Finally, at step 24, the initial word expression vector for each word in the second sample is input into the language model, which is pre-trained based on at least one pre-training task including a first task for predicting the masked words in the second sample. It will be appreciated that since only a predetermined proportion of words in the second sample are masked, the language model may predict the masked words in the second sample based on the context of the masked words.

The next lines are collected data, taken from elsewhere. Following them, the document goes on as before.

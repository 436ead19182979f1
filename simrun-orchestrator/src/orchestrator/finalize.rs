//! Finalization and worker-fault handling
//!
//! The terminal store write and the ledger release are done together while
//! holding the scheduler lock. If the write cannot be made, the slots stay
//! reserved: capacity is never returned for a job the store still shows as
//! `RUNNING`.

use chrono::Utc;
use simrun_core::domain::job::{FailureKind, JobOutcome, SimulationJob};
use std::sync::Arc;
use std::time::Duration;
use tokio_util::sync::CancellationToken;
use tracing::{debug, error, info, warn};
use uuid::Uuid;

use super::{Inner, SchedulerState};
use crate::collector;
use crate::error::{OrchestratorError, Result};
use crate::supervisor::SupervisorOutcome;
use crate::workspace::Workspace;

const FINAL_WRITE_ATTEMPTS: u32 = 3;
const FINAL_WRITE_BACKOFF: Duration = Duration::from_millis(200);

impl Inner {
    /// Collects the results of a supervised run and finalizes the job
    pub(crate) async fn finalize(&self, job_id: Uuid, outcome: SupervisorOutcome) {
        let scan = self.config.artifacts.clone();
        let root = Workspace::layout(&self.config, job_id).root;
        let artifacts = match tokio::task::spawn_blocking(move || scan.scan(&root)).await {
            Ok(Ok(artifacts)) => artifacts,
            Ok(Err(e)) => {
                warn!(job_id = %job_id, error = %e, "Artifact scan failed");
                Vec::new()
            }
            Err(e) => {
                warn!(job_id = %job_id, error = %e, "Artifact scan task failed");
                Vec::new()
            }
        };

        let outcome = collector::classify(&outcome, artifacts, self.config.max_simulation_time);
        let mut state = self.state.lock().await;
        self.finish_locked(&mut state, job_id, outcome).await;
    }

    /// Records the terminal state and releases the job's slots
    pub(crate) async fn finish_locked(&self, state: &mut SchedulerState, job_id: Uuid, outcome: JobOutcome) {
        let Some(running) = state.running.remove(&job_id) else {
            warn!(job_id = %job_id, "Finalizing a job that holds no reservation");
            return;
        };

        match self.write_terminal(job_id, outcome).await {
            Ok(job) => {
                self.ledger.release(running.slots);
                info!(
                    job_id = %job_id,
                    status = %job.status,
                    exit_code = ?job.exit_code,
                    artifacts = job.artifacts.len(),
                    committed = self.ledger.committed(),
                    "Job finished"
                );
                self.wake.notify_one();
                self.emit(job_id, job.status);
            }
            Err(e) => {
                error!(
                    job_id = %job_id,
                    slots = running.slots,
                    error = %e,
                    "Could not record terminal state, slots stay reserved until restart recovery"
                );
            }
        }
    }

    /// Terminal write with a few retries for transient store errors
    pub(crate) async fn write_terminal(&self, job_id: Uuid, outcome: JobOutcome) -> Result<SimulationJob> {
        let mut attempt = 1;
        loop {
            match self.try_write_terminal(job_id, &outcome).await {
                Ok(job) => return Ok(job),
                Err(e) if attempt < FINAL_WRITE_ATTEMPTS && !e.is_client_error() => {
                    warn!(job_id = %job_id, attempt, error = %e, "Terminal write failed, retrying");
                    tokio::time::sleep(FINAL_WRITE_BACKOFF * attempt).await;
                    attempt += 1;
                }
                Err(e) => return Err(e),
            }
        }
    }

    async fn try_write_terminal(&self, job_id: Uuid, outcome: &JobOutcome) -> Result<SimulationJob> {
        let mut job = self
            .store
            .get(job_id)
            .await?
            .ok_or(OrchestratorError::NotFound(job_id))?;
        job.finish(outcome.clone(), Utc::now())?;
        self.store.update(&job).await?;
        Ok(job)
    }

    /// Handles a failure of the execution unit itself
    ///
    /// The job keeps its reservation and stays `RUNNING` while it waits out
    /// the backoff, then re-enters dispatch ahead of the queue. Once the retry
    /// budget is spent it fails with [`FailureKind::WorkerFault`].
    pub(crate) async fn worker_fault(self: &Arc<Self>, job_id: Uuid, reason: String) {
        let mut state = self.state.lock().await;
        let Some(cancel) = state.running.get(&job_id).map(|r| r.cancel.clone()) else {
            warn!(job_id = %job_id, reason = %reason, "Worker fault for a job that holds no reservation");
            return;
        };

        if cancel.is_cancelled() {
            self.finish_locked(&mut state, job_id, JobOutcome::cancelled(None)).await;
            return;
        }

        let mut job = match self.store.get(job_id).await {
            Ok(Some(job)) => job,
            Ok(None) => {
                error!(job_id = %job_id, "Faulted job is missing from the store");
                return;
            }
            Err(e) => {
                error!(job_id = %job_id, error = %e, "Cannot load faulted job, slots stay reserved until restart recovery");
                return;
            }
        };

        let attempt = job.attempts + 1;
        if !self.config.retry.allows(attempt) {
            error!(
                job_id = %job_id,
                retries = job.attempts,
                reason = %reason,
                "Worker fault retry budget exhausted"
            );
            let message = format!("worker fault after {} retries: {}", job.attempts, reason);
            let outcome = JobOutcome::failed(FailureKind::WorkerFault, None, message);
            self.finish_locked(&mut state, job_id, outcome).await;
            return;
        }

        job.attempts = attempt;
        job.process_id = None;
        if let Err(e) = self.store.update(&job).await {
            warn!(job_id = %job_id, error = %e, "Could not record retry attempt");
        }
        drop(state);

        let delay = self.config.retry.delay_for(attempt);
        warn!(
            job_id = %job_id,
            attempt,
            delay_ms = delay.as_millis() as u64,
            reason = %reason,
            "Worker fault, retrying after backoff"
        );

        let inner = Arc::clone(self);
        tokio::spawn(async move { inner.backoff(job_id, delay, cancel).await });
    }

    async fn backoff(&self, job_id: Uuid, delay: Duration, cancel: CancellationToken) {
        tokio::select! {
            _ = tokio::time::sleep(delay) => {
                let mut state = self.state.lock().await;
                if state.running.contains_key(&job_id) {
                    state.retry_ready.push_back(job_id);
                    drop(state);
                    self.wake.notify_one();
                }
            }
            _ = cancel.cancelled() => {
                let mut state = self.state.lock().await;
                self.finish_locked(&mut state, job_id, JobOutcome::cancelled(None)).await;
            }
            _ = self.shutdown.cancelled() => {
                debug!(job_id = %job_id, "Backoff abandoned at shutdown");
            }
        }
    }
}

The first task may correspond to a word masking training pre-training task of a general BERT model, and by executing the pre-training task, the language model may better implement language characterization in the dialog field.
In one example, the masked words in the second sample are used as sample tags to determine the predicted loss of the first task.

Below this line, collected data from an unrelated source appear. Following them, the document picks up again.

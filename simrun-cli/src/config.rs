//! Configuration module
//!
//! Options shared by every subcommand, layered over the `SIMRUN_*`
//! environment read by [`Config::from_env`].

use anyhow::Result;
use clap::Args;
use simrun_orchestrator::Config;
use std::path::PathBuf;

#[derive(Debug, Args)]
pub struct GlobalArgs {
    /// Root directory for job workspaces and the default database
    #[arg(long, global = true, env = "SIMRUN_DATA_DIR")]
    pub data_dir: Option<PathBuf>,

    /// Job store URL (defaults to a SQLite file under the data dir)
    #[arg(long, global = true, env = "SIMRUN_DATABASE_URL")]
    pub database_url: Option<String>,

    /// Execution slots available on this host
    #[arg(long, global = true)]
    pub capacity: Option<u32>,

    /// Number of concurrent engine runs
    #[arg(long, global = true)]
    pub workers: Option<usize>,

    /// Engine executable
    #[arg(long, global = true)]
    pub engine: Option<String>,
}

impl GlobalArgs {
    pub fn into_config(self) -> Result<Config> {
        let mut config = Config::from_env()?;

        if let Some(dir) = self.data_dir {
            config.data_dir = dir;
        }
        if let Some(url) = self.database_url {
            config.database_url = Some(url);
        }
        if let Some(capacity) = self.capacity {
            config.total_capacity = capacity;
            // Pool size follows capacity unless set explicitly
            if self.workers.is_none() {
                config.worker_count = capacity as usize;
            }
        }
        if let Some(workers) = self.workers {
            config.worker_count = workers;
        }
        if let Some(engine) = self.engine {
            config.engine.executable = engine;
        }

        config.validate()?;
        Ok(config)
    }
}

In one example, the pre-training task further includes a second task for predicting whether the first sentence and the second sentence are two sentences connected in sequence. The second task may correspond to a continuous sentence predictive training pre-training task of a general BERT model.
Further, the first sample corresponds to a positive sample of the second task, and the first sentence and the second sentence are two sentences connected in sequence; alternatively, the first sample corresponds to a negative sample of the second task, and the first sentence and the second sentence are not two sentences that are sequentially connected. The following describes, as an example, the history dialogue record shown in table one, what two sentences are connected in sequence.

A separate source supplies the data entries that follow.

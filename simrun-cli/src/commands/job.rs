//! Job command handlers
//!
//! Read-only queries against the durable job store: listing, details, logs
//! and artifacts. These never start an orchestrator, so they are safe to run
//! while another `simrun` process is executing jobs.

use anyhow::{Result, anyhow};
use clap::Subcommand;
use colored::*;
use simrun_core::domain::artifact::Artifact;
use simrun_core::domain::job::{JobStatus, SimulationJob};
use simrun_core::domain::log::{LogLine, LogSource};
use simrun_core::dto::job::JobSummary;
use simrun_orchestrator::Config;
use simrun_orchestrator::logs;
use simrun_orchestrator::repository::{JobStore, SqliteJobStore};
use simrun_orchestrator::workspace::Workspace;

use crate::id_resolver::resolve_job_id;
use crate::types::IdOrPrefix;

/// Query subcommands
#[derive(Subcommand)]
pub enum QueryCommand {
    /// List jobs, most recent first
    List {
        /// Only show jobs in this status (e.g. queued, running, failed)
        #[arg(long)]
        status: Option<JobStatus>,

        /// Print JSON instead of text
        #[arg(long)]
        json: bool,
    },
    /// Show job details
    Status {
        /// Job ID or unambiguous prefix
        id: String,

        /// Print the full record as JSON
        #[arg(long)]
        json: bool,
    },
    /// Show captured engine output
    Logs {
        /// Job ID or unambiguous prefix
        id: String,

        /// Only print the last N lines
        #[arg(short, long)]
        tail: Option<usize>,
    },
    /// List the output files of a finished job
    Artifacts {
        /// Job ID or unambiguous prefix
        id: String,
    },
}

pub async fn handle_query_command(command: QueryCommand, config: &Config) -> Result<()> {
    tokio::fs::create_dir_all(&config.data_dir).await?;
    let store = SqliteJobStore::connect(&config.database_url()).await?;

    match command {
        QueryCommand::List { status, json } => list_jobs(&store, status, json).await,
        QueryCommand::Status { id, json } => show_job(&store, &id, json).await,
        QueryCommand::Logs { id, tail } => show_logs(&store, config, &id, tail).await,
        QueryCommand::Artifacts { id } => show_artifacts(&store, &id).await,
    }
}

async fn list_jobs(store: &dyn JobStore, status: Option<JobStatus>, json: bool) -> Result<()> {
    let jobs = store.list(status).await?;

    if json {
        let summaries: Vec<JobSummary> = jobs.into_iter().map(JobSummary::from).collect();
        println!("{}", serde_json::to_string_pretty(&summaries)?);
        return Ok(());
    }

    if jobs.is_empty() {
        println!("{}", "No jobs found.".yellow());
    } else {
        println!("{}", format!("Found {} job(s):", jobs.len()).bold());
        println!();
        for job in jobs {
            print_job_summary(&job.into());
        }
    }

    Ok(())
}

async fn load_job(store: &dyn JobStore, id: &str) -> Result<SimulationJob> {
    let uuid = resolve_job_id(store, &IdOrPrefix::parse(id)).await?;
    store
        .get(uuid)
        .await?
        .ok_or_else(|| anyhow!("Job {} not found", uuid))
}

async fn show_job(store: &dyn JobStore, id: &str, json: bool) -> Result<()> {
    let job = load_job(store, id).await?;
    if json {
        println!("{}", serde_json::to_string_pretty(&job)?);
    } else {
        print_job_details(&job);
    }
    Ok(())
}

async fn show_logs(store: &dyn JobStore, config: &Config, id: &str, tail: Option<usize>) -> Result<()> {
    let job = load_job(store, id).await?;
    let path = job
        .log_path
        .clone()
        .unwrap_or_else(|| Workspace::layout(config, job.id).log_path);

    let lines = match tail {
        Some(n) => logs::tail(&path, n).await?,
        None => logs::read_lines(&path).await?,
    };

    if lines.is_empty() {
        println!("{}", "No logs found for this job.".yellow());
    } else {
        println!("{}", format!("Logs for job {}:", job.id).bold());
        println!("{}", "─".repeat(80).dimmed());
        for line in &lines {
            print_log_line(line);
        }
        println!("{}", "─".repeat(80).dimmed());
    }

    Ok(())
}

async fn show_artifacts(store: &dyn JobStore, id: &str) -> Result<()> {
    let job = load_job(store, id).await?;

    if !job.is_terminal() {
        println!(
            "{}",
            format!("Job {} is {}; artifacts are collected when it finishes.", job.id, job.status).yellow()
        );
        return Ok(());
    }

    print_artifacts(&job.artifacts);
    Ok(())
}

// =============================================================================
// Output helpers
// =============================================================================

pub(crate) fn print_job_summary(job: &JobSummary) {
    println!("  {} {} {}", "▸".cyan(), job.name.bold(), job.id.to_string().dimmed());
    println!("    Status:   {}", colorize_status(&job.status));
    println!("    Slots:    {}", job.requested_parallelism);
    println!(
        "    Created:  {}",
        job.created_at.format("%Y-%m-%d %H:%M:%S").to_string().dimmed()
    );
    println!();
}

pub(crate) fn print_job_details(job: &SimulationJob) {
    println!("{}", "Job Details:".bold());
    println!("  ID:          {}", job.id.to_string().cyan());
    println!("  Name:        {}", job.name);
    if let Some(description) = &job.description {
        println!("  Description: {}", description);
    }
    println!("  Status:      {}", colorize_status(&job.status));
    println!("  Slots:       {}", job.requested_parallelism);
    println!("  Priority:    {}", job.priority);
    if !job.tags.is_empty() {
        println!("  Tags:        {}", job.tags.join(", "));
    }
    println!("  Created:     {}", job.created_at.format("%Y-%m-%d %H:%M:%S"));

    if let Some(started) = job.started_at {
        println!("  Started:     {}", started.format("%Y-%m-%d %H:%M:%S"));
    }

    if let Some(finished) = job.finished_at {
        println!("  Finished:    {}", finished.format("%Y-%m-%d %H:%M:%S"));

        if let Some(started) = job.started_at {
            let duration = finished.signed_duration_since(started);
            println!("  Duration:    {}s", duration.num_seconds());
        }
    }

    if job.attempts > 0 {
        println!("  Retries:     {}", job.attempts);
    }

    if job.is_terminal() {
        println!("\n{}", "Result:".bold());
        println!(
            "  Success:    {}",
            if job.status == JobStatus::Completed {
                "✓".green()
            } else {
                "✗".red()
            }
        );
        if let Some(code) = job.exit_code {
            println!("  Exit Code:  {}", code);
        }
        if let Some(kind) = job.failure_kind {
            println!("  Reason:     {}", kind);
        }
        if let Some(error) = &job.error {
            println!("\n{}", "Error:".bold());
            println!("{}", error.red());
        }
    }
}

pub(crate) fn print_artifacts(artifacts: &[Artifact]) {
    if artifacts.is_empty() {
        println!("{}", "No artifacts produced.".yellow());
        return;
    }

    println!("{}", format!("Artifacts ({}):", artifacts.len()).bold());
    for artifact in artifacts {
        println!(
            "  {} {} {}",
            "▸".cyan(),
            artifact.relative_path.display(),
            format!("({} bytes)", artifact.size_bytes).dimmed()
        );
    }
}

pub(crate) fn print_log_line(line: &LogLine) {
    let source = format!("{:<6}", line.source.to_string());
    let source_colored = match line.source {
        LogSource::Stdout => source.dimmed(),
        LogSource::Stderr => source.red(),
        LogSource::System => source.cyan(),
    };

    println!(
        "{} [{}] {}",
        line.timestamp.format("%H:%M:%S").to_string().dimmed(),
        source_colored,
        line.message
    );
}

pub(crate) fn colorize_status(status: &JobStatus) -> ColoredString {
    let status_str = status.as_str();
    match status {
        JobStatus::Created | JobStatus::Queued => status_str.yellow(),
        JobStatus::Running => status_str.cyan(),
        JobStatus::Completed => status_str.green(),
        JobStatus::Failed | JobStatus::TimedOut => status_str.red(),
        JobStatus::Cancelled => status_str.dimmed(),
    }
}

Table one: historical dialog records
Roles and roles Statement Round of
Customer service Statement 1 1
User' s Statement 2 1
Customer service Statement 3 2
User' s Statement 4 2
Customer service Statement 5 3
User' s Statement 6 3
Referring to table one, each sentence in the history dialogue record is sequentially recorded in accordance with the time series, wherein sentence 1 and sentence 2 are two sentences which are sequentially connected, sentence 2 and sentence 3 are also two sentences which are sequentially connected, but sentence 1 and sentence 3 are not two sentences which are sequentially connected.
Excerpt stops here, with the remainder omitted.